GADOLA, District Judge.

Plaintiff Diane Kemp is seeking damages on behalf of herself and the estate of her husband, Terrance Clay Kemp, from defen­dants Shiley, Inc. and Pfizer, Inc. based on events arising from the malfunction of an artificial heart valve manufactured by defen­dants. Before the court are defendants’ mo­tions for summary judgment on plaintiffs express warranty claim and on plaintiffs *271 claims for intentional infliction of emotional distress and fraud relating to the exhumation Mr. Kemp’s body. Pursuant to Local Rule 7.1(e)(2) (E.D.Mich. Jan. 1, 1992), the court will dispense with oral argument and decide the motions on the briefs. For the reasons discussed below, the court will grant defen­dants’ motions and dismiss plaintiffs com­plaint.

I. Background Facts

On June 22, 1982, Terrance Clay Kemp underwent surgery in Ann Arbor, Michigan for the implantation of a prosthetic heart valve known as the Bjork-Shiley Convexo-­Concave Valve (the “C/C valve”). Defendant Shiley is the manufacturer of the valve and is a wholly owned subsidiary of defendant Pfiz­er. On July 29, 1986, Mr. Kemp died of cardiac arrest, allegedly the result of compli­cations caused by a fracture of the C/C valve. At the time of death, an autopsy was not performed and the possible causes of death were listed as myocardial infarction, valve malfunction, or aortic dissection. Plaintiff Diane Kemp is Mr. Kemp’s surviving wife and is the duly appointed representative of his estate. Plaintiff filed a complaint alleg­ing various state law claims including breach of express warranty.

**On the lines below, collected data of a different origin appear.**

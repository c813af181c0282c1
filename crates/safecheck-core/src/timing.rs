//! Safety timings: the recurring schedules check-ins are created from.

use std::collections::BTreeSet;
use std::sync::LazyLock;

use chrono::{DateTime, NaiveDate, NaiveTime, TimeZone, Utc, Weekday};
use regex::Regex;
use serde::{Deserialize, Serialize};

use crate::error::ValidationError;

static TIME_OF_DAY: LazyLock<Regex> = LazyLock::new(|| {
    Regex::new(r"^([01]\d|2[0-3]):([0-5]\d)(:[0-5]\d)?$").expect("time-of-day pattern is valid")
});

const DAY_NAMES: [(&str, Weekday); 7] = [
    ("monday", Weekday::Mon),
    ("tuesday", Weekday::Tue),
    ("wednesday", Weekday::Wed),
    ("thursday", Weekday::Thu),
    ("friday", Weekday::Fri),
    ("saturday", Weekday::Sat),
    ("sunday", Weekday::Sun),
];

/// Validate a `HH:MM[:SS]` time of day and parse it.
pub fn parse_time_of_day(s: &str) -> Result<NaiveTime, ValidationError> {
    if !TIME_OF_DAY.is_match(s) {
        return Err(ValidationError::TimeFormat(s.to_string()));
    }
    let format = if s.len() == 5 { "%H:%M" } else { "%H:%M:%S" };
    NaiveTime::parse_from_str(s, format).map_err(|_| ValidationError::TimeFormat(s.to_string()))
}

/// Canonical lowercase name of a weekday.
pub fn weekday_name(day: Weekday) -> &'static str {
    DAY_NAMES
        .iter()
        .find(|(_, d)| *d == day)
        .map(|(name, _)| *name)
        .unwrap_or("monday")
}

/// Parse a weekday name, case-insensitively.
pub fn parse_weekday(s: &str) -> Result<Weekday, ValidationError> {
    let lower = s.trim().to_lowercase();
    DAY_NAMES
        .iter()
        .find(|(name, _)| *name == lower)
        .map(|(_, day)| *day)
        .ok_or_else(|| ValidationError::Weekday(s.to_string()))
}

/// Set of active weekdays, stored as canonical lowercase names.
#[derive(Debug, Clone, PartialEq, Eq, Default)]
pub struct ActiveDays(BTreeSet<u32>);

impl ActiveDays {
    /// Parse a non-empty list of day names. Duplicates collapse.
    pub fn parse<S: AsRef<str>>(days: &[S]) -> Result<Self, ValidationError> {
        if days.is_empty() {
            return Err(ValidationError::MissingField("active_days"));
        }
        let mut set = BTreeSet::new();
        for day in days {
            set.insert(parse_weekday(day.as_ref())?.num_days_from_monday());
        }
        Ok(Self(set))
    }

    pub fn contains(&self, day: Weekday) -> bool {
        self.0.contains(&day.num_days_from_monday())
    }

    pub fn names(&self) -> Vec<&'static str> {
        self.0
            .iter()
            .map(|idx| DAY_NAMES[*idx as usize].0)
            .collect()
    }

    /// JSON array form used by the store.
    pub fn to_json(&self) -> String {
        serde_json::to_string(&self.names()).unwrap_or_else(|_| "[]".to_string())
    }

    pub fn from_json(json: &str) -> Result<Self, ValidationError> {
        let names: Vec<String> =
            serde_json::from_str(json).map_err(|_| ValidationError::InvalidValue {
                field: "active_days",
                value: json.to_string(),
            })?;
        Self::parse(&names)
    }
}

impl Serialize for ActiveDays {
    fn serialize<S: serde::Serializer>(&self, serializer: S) -> Result<S::Ok, S::Error> {
        self.names().serialize(serializer)
    }
}

impl<'de> Deserialize<'de> for ActiveDays {
    fn deserialize<D: serde::Deserializer<'de>>(deserializer: D) -> Result<Self, D::Error> {
        let names = Vec::<String>::deserialize(deserializer)?;
        ActiveDays::parse(&names).map_err(serde::de::Error::custom)
    }
}

/// A user's recurring check-in schedule.
#[derive(Debug, Clone, PartialEq, Serialize, Deserialize)]
pub struct SafetyTiming {
    pub id: i64,
    pub user_id: i64,
    pub org_id: i64,
    /// e.g. `morning_checkin`
    pub label: String,
    /// `HH:MM[:SS]`
    pub time: String,
    pub active_days: ActiveDays,
    pub is_active: bool,
}

impl SafetyTiming {
    /// Whether a check-in is due on `date`.
    pub fn runs_on(&self, date: NaiveDate) -> bool {
        use chrono::Datelike;
        self.is_active && self.active_days.contains(date.weekday())
    }

    /// UTC instant this timing fires on `date`.
    pub fn deadline_on(&self, date: NaiveDate) -> Result<DateTime<Utc>, ValidationError> {
        let time = parse_time_of_day(&self.time)?;
        Ok(Utc.from_utc_datetime(&date.and_time(time)))
    }
}

/// Input for creating a timing.
#[derive(Debug, Clone)]
pub struct NewTiming {
    pub user_id: i64,
    pub org_id: i64,
    pub label: String,
    pub time: String,
    pub active_days: ActiveDays,
}

impl NewTiming {
    /// Validate raw input from a client.
    pub fn validate<S: AsRef<str>>(
        user_id: i64,
        org_id: i64,
        label: &str,
        time: &str,
        active_days: &[S],
    ) -> Result<Self, ValidationError> {
        if label.trim().is_empty() {
            return Err(ValidationError::MissingField("label"));
        }
        parse_time_of_day(time)?;
        Ok(Self {
            user_id,
            org_id,
            label: label.trim().to_string(),
            time: time.to_string(),
            active_days: ActiveDays::parse(active_days)?,
        })
    }
}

In 1992, the parties engaged in negotia­tions in an effort to settle plaintiffs claim. During negotiations, defendants refused to admit that the C/C valve was defective and that it fractured. As a result, plaintiff alleg­es she was forced to exhume her husband’s body for an autopsy to determine the cause of death. Mr. Kemp’s body was exhumed and an autopsy was performed on August 11, 1992. The autopsy determined that the cause of death was a fracture of the C/C valve. As a result of the exhumation of her husband’s body, Mrs. Kemp alleges damages based on intentional infliction of emotional distress and fraud.

II. Standard of Review

Under Rule 56(c) of the Federal Rules of Civil Procedure, summary judgment may be granted “if the pleadings, deposi­tions, answers to interrogatories, and admis­sions on file, together with the affidavits, if any, show that there is no genuine issue as to any material fact and that the moving party is entitled to judgment as a matter of law. “A fact is ‘material’ and precludes grant of summary judgment if proof of that fact would have [the] effect of establishing or refuting one of the essential elements of the cause of action or defense asserted by the parties, and would necessarily affect [the] application of appropriate principle[s] of law to the rights and obligations of the parties.” Kendall v. Hoover Co., 751 F.2d 171, 174 (6th Cir.1984) (citation omitted) (quoting Black’s Law Dictionary 881 (6th ed. 1979)). The court must view the evidence in a fight most favorable to the nonmovant as well as draw all reasonable inferences in the nonmovant’s favor. See United States v. Diebold, Inc., 369 U.S. 654, 655, 82 S.Ct. 993, 933, 8 L.Ed.2d 176 (1962); Bender v. Southland Corp., 749 F.2d 1205, 1210-11 (6th Cir.1984).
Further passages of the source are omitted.